Gunning for Google, aiming for Apple
Dillon has a harsh view of the current mobile market. He tells TNW: “Apple created a business model which is effective and focused on its strategy. It has a business model that makes it a lot of money. It teased Google out of its cloud and into this application game.
“What has happened is that Apple makes a tremendous amount of money in its area, Google makes a tremendous amount of money in its area but the rest of the mobile world – manufacturers, application developers and operators – have suffered a great deal because these guys have dominated the entire e-commerce ecosystem around mobile.”
He also believes that Android partnerships are bad for manufacturers. “If you’re a manufacturer of Android tablets, you’re directly linked to Google’s strategy which is to exploit user data for advertising revenue. When your strategy is exploiting your users, it limits certain kinds of innovation and prioritisation of what’s important.”
He believes Jolla are doing things differently: “We’re simply trying to create the best user experience and we hope that makes people want to choose our products. We’re also aiming to have an open and independent business model so if there are other companies that want to leverage our platform for hardware and software, they make money and it helps us sell more devices.”
Sailing onto your wrist
While Jolla has future versions of the tablet and smartphone on its roadmap, it could slim down SailFish to fit a much smaller screen. When we asked Dillon whether he saw a future for the OS on a smart watch, his answer was unequivocal: “Short answer? Yes. The interesting thing about e-commerce in general is that the device that’s carried around is simply a secure token. Right now, you have a wallet full of credit cards and a device in your pocket that can connect to the internet. The smart watch is something that’s even easier to carry around.”
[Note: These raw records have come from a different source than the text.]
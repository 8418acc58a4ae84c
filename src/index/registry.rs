//! Indexer registry
//!
//! Tracks, per index name:
//! - the registered indexers (all of one family)
//! - the dirty flag (documents may be out of sync, a reindex is required)
//!
//! Persisted next to the chunk index files when an index directory is configured.

use super::indexer::{Indexer, IndexerMap};
use crate::types::IndexFamily;
use crate::{IndexError, Result};
use parking_lot::RwLock;
use serde::{Deserialize, Serialize};
use std::collections::{BTreeMap, BTreeSet};
use std::fs;
use std::path::{Path, PathBuf};

const REGISTRY_FILE: &str = "indexers.bin";

/// Registration of one index
#[derive(Debug, Clone, PartialEq, Serialize, Deserialize)]
pub struct IndexDefinition {
    pub name: String,
    pub family: IndexFamily,
    pub indexers: Vec<Indexer>,
    pub dirty: bool,
}

pub struct IndexerRegistry {
    indexes: RwLock<BTreeMap<String, IndexDefinition>>,
    persist_path: Option<PathBuf>,
}

impl IndexerRegistry {
    /// Registry without persistence
    pub fn new() -> Self {
        Self {
            indexes: RwLock::new(BTreeMap::new()),
            persist_path: None,
        }
    }

    /// Open (or create) the registry persisted in `dir`
    pub fn open<P: AsRef<Path>>(dir: P) -> Result<Self> {
        fs::create_dir_all(dir.as_ref())?;
        let persist_path = dir.as_ref().join(REGISTRY_FILE);

        let indexes = if persist_path.exists() {
            let data = fs::read(&persist_path)?;
            let definitions: Vec<IndexDefinition> = bincode::deserialize(&data)?;
            definitions
                .into_iter()
                .map(|definition| (definition.name.clone(), definition))
                .collect()
        } else {
            BTreeMap::new()
        };

        Ok(Self {
            indexes: RwLock::new(indexes),
            persist_path: Some(persist_path),
        })
    }

    /// Register `indexer` under `index_name` and mark the index dirty.
    ///
    /// Returns `false` if the exact indexer was already registered.
    pub fn add_indexer(&self, index_name: &str, indexer: Indexer) -> Result<bool> {
        if index_name.is_empty() {
            return Err(IndexError::InvalidArgument("Index name must not be empty".into()));
        }
        let mut indexes = self.indexes.write();
        match indexes.get_mut(index_name) {
            Some(definition) => {
                if definition.family != indexer.family() {
                    return Err(IndexError::IndexerConflict {
                        index: index_name.to_string(),
                        detail: format!(
                            "cannot add a {} indexer to a {} index",
                            indexer.family(),
                            definition.family
                        ),
                    });
                }
                if definition.indexers.contains(&indexer) {
                    return Ok(false);
                }
                definition.indexers.push(indexer);
                definition.dirty = true;
            }
            None => {
                indexes.insert(
                    index_name.to_string(),
                    IndexDefinition {
                        name: index_name.to_string(),
                        family: indexer.family(),
                        indexers: vec![indexer],
                        dirty: true,
                    },
                );
            }
        }
        self.persist(&indexes)?;
        Ok(true)
    }

    /// Remove one indexer; the index disappears with its last indexer.
    ///
    /// Returns whether the indexer was registered.
    pub fn remove_indexer(&self, index_name: &str, indexer: &Indexer) -> Result<bool> {
        let mut indexes = self.indexes.write();
        let Some(definition) = indexes.get_mut(index_name) else {
            return Ok(false);
        };
        let before = definition.indexers.len();
        definition.indexers.retain(|existing| existing != indexer);
        let removed = definition.indexers.len() != before;
        if definition.indexers.is_empty() {
            indexes.remove(index_name);
        } else if removed {
            definition.dirty = true;
        }
        if removed {
            self.persist(&indexes)?;
        }
        Ok(removed)
    }

    pub fn remove_index(&self, index_name: &str) -> Result<bool> {
        let mut indexes = self.indexes.write();
        let removed = indexes.remove(index_name).is_some();
        if removed {
            self.persist(&indexes)?;
        }
        Ok(removed)
    }

    pub fn clear(&self) -> Result<()> {
        let mut indexes = self.indexes.write();
        indexes.clear();
        self.persist(&indexes)
    }

    pub fn contains(&self, index_name: &str) -> bool {
        self.indexes.read().contains_key(index_name)
    }

    pub fn is_empty(&self) -> bool {
        self.indexes.read().is_empty()
    }

    pub fn family(&self, index_name: &str) -> Option<IndexFamily> {
        self.indexes.read().get(index_name).map(|d| d.family)
    }

    pub fn index_names(&self) -> BTreeSet<String> {
        self.indexes.read().keys().cloned().collect()
    }

    pub fn indexers(&self, index_name: &str) -> Vec<Indexer> {
        self.indexes
            .read()
            .get(index_name)
            .map(|d| d.indexers.clone())
            .unwrap_or_default()
    }

    /// Copy of all registrations (indexers only)
    pub fn snapshot(&self) -> IndexerMap {
        self.indexes
            .read()
            .iter()
            .map(|(name, definition)| (name.clone(), definition.indexers.clone()))
            .collect()
    }

    pub fn is_dirty(&self, index_name: &str) -> bool {
        self.indexes.read().get(index_name).map(|d| d.dirty).unwrap_or(false)
    }

    pub fn dirty_indices(&self) -> BTreeSet<String> {
        self.indexes
            .read()
            .values()
            .filter(|d| d.dirty)
            .map(|d| d.name.clone())
            .collect()
    }

    pub fn set_dirty(&self, index_name: &str, dirty: bool) -> Result<()> {
        let mut indexes = self.indexes.write();
        match indexes.get_mut(index_name) {
            Some(definition) if definition.dirty != dirty => definition.dirty = dirty,
            Some(_) => return Ok(()),
            None => return Err(IndexError::UnknownIndex(index_name.to_string())),
        }
        self.persist(&indexes)
    }

    /// Flag every index dirty; returns how many were clean before
    pub fn mark_all_dirty(&self) -> Result<usize> {
        let mut indexes = self.indexes.write();
        let mut marked = 0;
        for definition in indexes.values_mut().filter(|d| !d.dirty) {
            definition.dirty = true;
            marked += 1;
        }
        if marked > 0 {
            self.persist(&indexes)?;
        }
        Ok(marked)
    }

    /// Write `indexes` to disk; callers hold the write guard so snapshots land in order
    fn persist(&self, indexes: &BTreeMap<String, IndexDefinition>) -> Result<()> {
        let Some(path) = &self.persist_path else {
            return Ok(());
        };
        let definitions: Vec<&IndexDefinition> = indexes.values().collect();
        let data = bincode::serialize(&definitions)?;

        let tmp_path = path.with_extension("bin.tmp");
        fs::write(&tmp_path, data)?;
        fs::rename(&tmp_path, path)?;
        Ok(())
    }
}

impl Default for IndexerRegistry {
    fn default() -> Self {
        Self::new()
    }
}

#[cfg(test)]
mod tests {
    use super::*;
    use tempfile::tempdir;

    #[test]
    fn test_family_conflict() {
        let registry = IndexerRegistry::new();
        assert!(registry.add_indexer("name", Indexer::text("name")).unwrap());
        assert!(!registry.add_indexer("name", Indexer::text("name")).unwrap());

        let err = registry.add_indexer("name", Indexer::long("age")).unwrap_err();
        assert!(matches!(err, IndexError::IndexerConflict { .. }));
        assert_eq!(registry.indexers("name").len(), 1);
        assert_eq!(registry.family("name"), Some(IndexFamily::Text));
    }

    #[test]
    fn test_dirty_flags() {
        let registry = IndexerRegistry::new();
        registry.add_indexer("name", Indexer::text("name")).unwrap();
        assert!(registry.is_dirty("name"));

        registry.set_dirty("name", false).unwrap();
        assert!(registry.dirty_indices().is_empty());

        registry.add_indexer("name", Indexer::text("name").for_type("person")).unwrap();
        assert!(registry.is_dirty("name"));
        assert!(registry.set_dirty("unknown", false).is_err());
    }

    #[test]
    fn test_remove_last_indexer_removes_index() {
        let registry = IndexerRegistry::new();
        registry.add_indexer("name", Indexer::text("name")).unwrap();
        assert!(!registry.remove_indexer("name", &Indexer::text("other")).unwrap());
        assert!(registry.remove_indexer("name", &Indexer::text("name")).unwrap());
        assert!(!registry.contains("name"));
    }

    #[test]
    fn test_registry_persistence() {
        let dir = tempdir().unwrap();
        {
            let registry = IndexerRegistry::open(dir.path()).unwrap();
            registry.add_indexer("name", Indexer::text("name")).unwrap();
            registry.add_indexer("age", Indexer::long("age")).unwrap();
            registry.set_dirty("age", false).unwrap();
        }

        let reopened = IndexerRegistry::open(dir.path()).unwrap();
        assert_eq!(reopened.index_names().len(), 2);
        assert!(reopened.is_dirty("name"));
        assert!(!reopened.is_dirty("age"));
        assert_eq!(reopened.indexers("age"), vec![Indexer::long("age")]);

        assert_eq!(reopened.mark_all_dirty().unwrap(), 1);
        assert_eq!(reopened.mark_all_dirty().unwrap(), 0);
        drop(reopened);
        let again = IndexerRegistry::open(dir.path()).unwrap();
        assert_eq!(again.dirty_indices().len(), 2);
    }

    #[test]
    fn test_concurrent_mutations_persist_latest_state() {
        let dir = tempdir().unwrap();
        let registry = std::sync::Arc::new(IndexerRegistry::open(dir.path()).unwrap());

        let handles: Vec<_> = (0..8)
            .map(|i| {
                let registry = registry.clone();
                std::thread::spawn(move || {
                    registry.add_indexer(&format!("index{}", i), Indexer::text("name")).unwrap();
                })
            })
            .collect();
        for handle in handles {
            handle.join().unwrap();
        }

        let reopened = IndexerRegistry::open(dir.path()).unwrap();
        assert_eq!(reopened.index_names(), registry.index_names());
        assert_eq!(reopened.index_names().len(), 8);
    }
}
Touching on smart watches, led him to return to his disquiet about Google and Apple’s current dominance. He continues: “The fear for the world should be that the convergence of e-commerce is going to two American companies. I think everyone should be concerned that the operating system provider of a wristwatch could become one of the world’s largest banks.
“The convergence of hardware, software, e-commerce, advertising and user data is an interesting thing. Especially when you realize there are only two companies with all of those things right now.”
It may have more than a million dollars in the bank to make the Jolla Tablet a reality but getting SailFish into third place is a much bigger challenge. Still, something tells us that Jolla might just crack it.